WHAT THE TASK ASKS
Examine the material below. Gather every line in which the string "months" appears.

INFORMATION SUPPLIED
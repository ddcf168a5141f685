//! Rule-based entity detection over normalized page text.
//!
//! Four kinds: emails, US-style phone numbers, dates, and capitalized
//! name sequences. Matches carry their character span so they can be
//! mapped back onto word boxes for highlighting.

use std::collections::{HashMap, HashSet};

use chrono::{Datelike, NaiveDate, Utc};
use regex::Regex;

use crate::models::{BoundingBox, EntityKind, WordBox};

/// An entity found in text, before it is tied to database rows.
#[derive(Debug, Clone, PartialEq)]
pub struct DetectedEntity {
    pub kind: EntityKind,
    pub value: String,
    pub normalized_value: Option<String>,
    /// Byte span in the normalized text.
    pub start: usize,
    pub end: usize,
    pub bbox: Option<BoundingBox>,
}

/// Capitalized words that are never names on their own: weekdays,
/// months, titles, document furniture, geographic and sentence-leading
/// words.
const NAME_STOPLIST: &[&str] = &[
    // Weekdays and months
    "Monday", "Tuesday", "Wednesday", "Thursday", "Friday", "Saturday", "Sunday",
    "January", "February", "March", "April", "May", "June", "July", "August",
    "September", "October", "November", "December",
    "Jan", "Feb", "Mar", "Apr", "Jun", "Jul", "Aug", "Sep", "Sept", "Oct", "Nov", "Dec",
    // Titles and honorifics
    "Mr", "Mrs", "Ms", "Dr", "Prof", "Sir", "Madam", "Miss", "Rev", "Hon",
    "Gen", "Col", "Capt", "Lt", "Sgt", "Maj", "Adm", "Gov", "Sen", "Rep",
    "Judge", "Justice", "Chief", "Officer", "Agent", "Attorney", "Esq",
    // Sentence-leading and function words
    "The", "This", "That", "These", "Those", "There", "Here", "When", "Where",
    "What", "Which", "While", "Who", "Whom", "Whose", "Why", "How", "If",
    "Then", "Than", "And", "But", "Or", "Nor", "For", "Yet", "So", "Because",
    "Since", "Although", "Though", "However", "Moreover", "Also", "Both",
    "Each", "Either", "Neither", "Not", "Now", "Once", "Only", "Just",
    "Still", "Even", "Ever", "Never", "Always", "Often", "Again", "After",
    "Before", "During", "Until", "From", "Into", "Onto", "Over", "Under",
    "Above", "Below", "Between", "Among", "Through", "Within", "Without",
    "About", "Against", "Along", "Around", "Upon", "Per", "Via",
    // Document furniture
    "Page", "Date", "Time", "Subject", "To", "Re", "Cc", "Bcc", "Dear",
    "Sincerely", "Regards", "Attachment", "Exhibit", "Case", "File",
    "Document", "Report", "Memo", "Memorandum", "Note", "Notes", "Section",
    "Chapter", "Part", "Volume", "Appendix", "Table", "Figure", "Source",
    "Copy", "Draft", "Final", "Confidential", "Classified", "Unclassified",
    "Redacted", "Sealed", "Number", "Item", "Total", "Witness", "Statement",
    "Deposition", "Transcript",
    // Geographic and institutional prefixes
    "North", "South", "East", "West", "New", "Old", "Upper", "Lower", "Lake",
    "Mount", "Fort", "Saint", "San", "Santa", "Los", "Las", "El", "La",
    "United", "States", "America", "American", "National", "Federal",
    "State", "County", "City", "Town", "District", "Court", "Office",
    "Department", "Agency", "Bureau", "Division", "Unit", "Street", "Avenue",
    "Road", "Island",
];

REPLY
/// months, titles, document furniture, geographic and sentence-leading
    // Weekdays and months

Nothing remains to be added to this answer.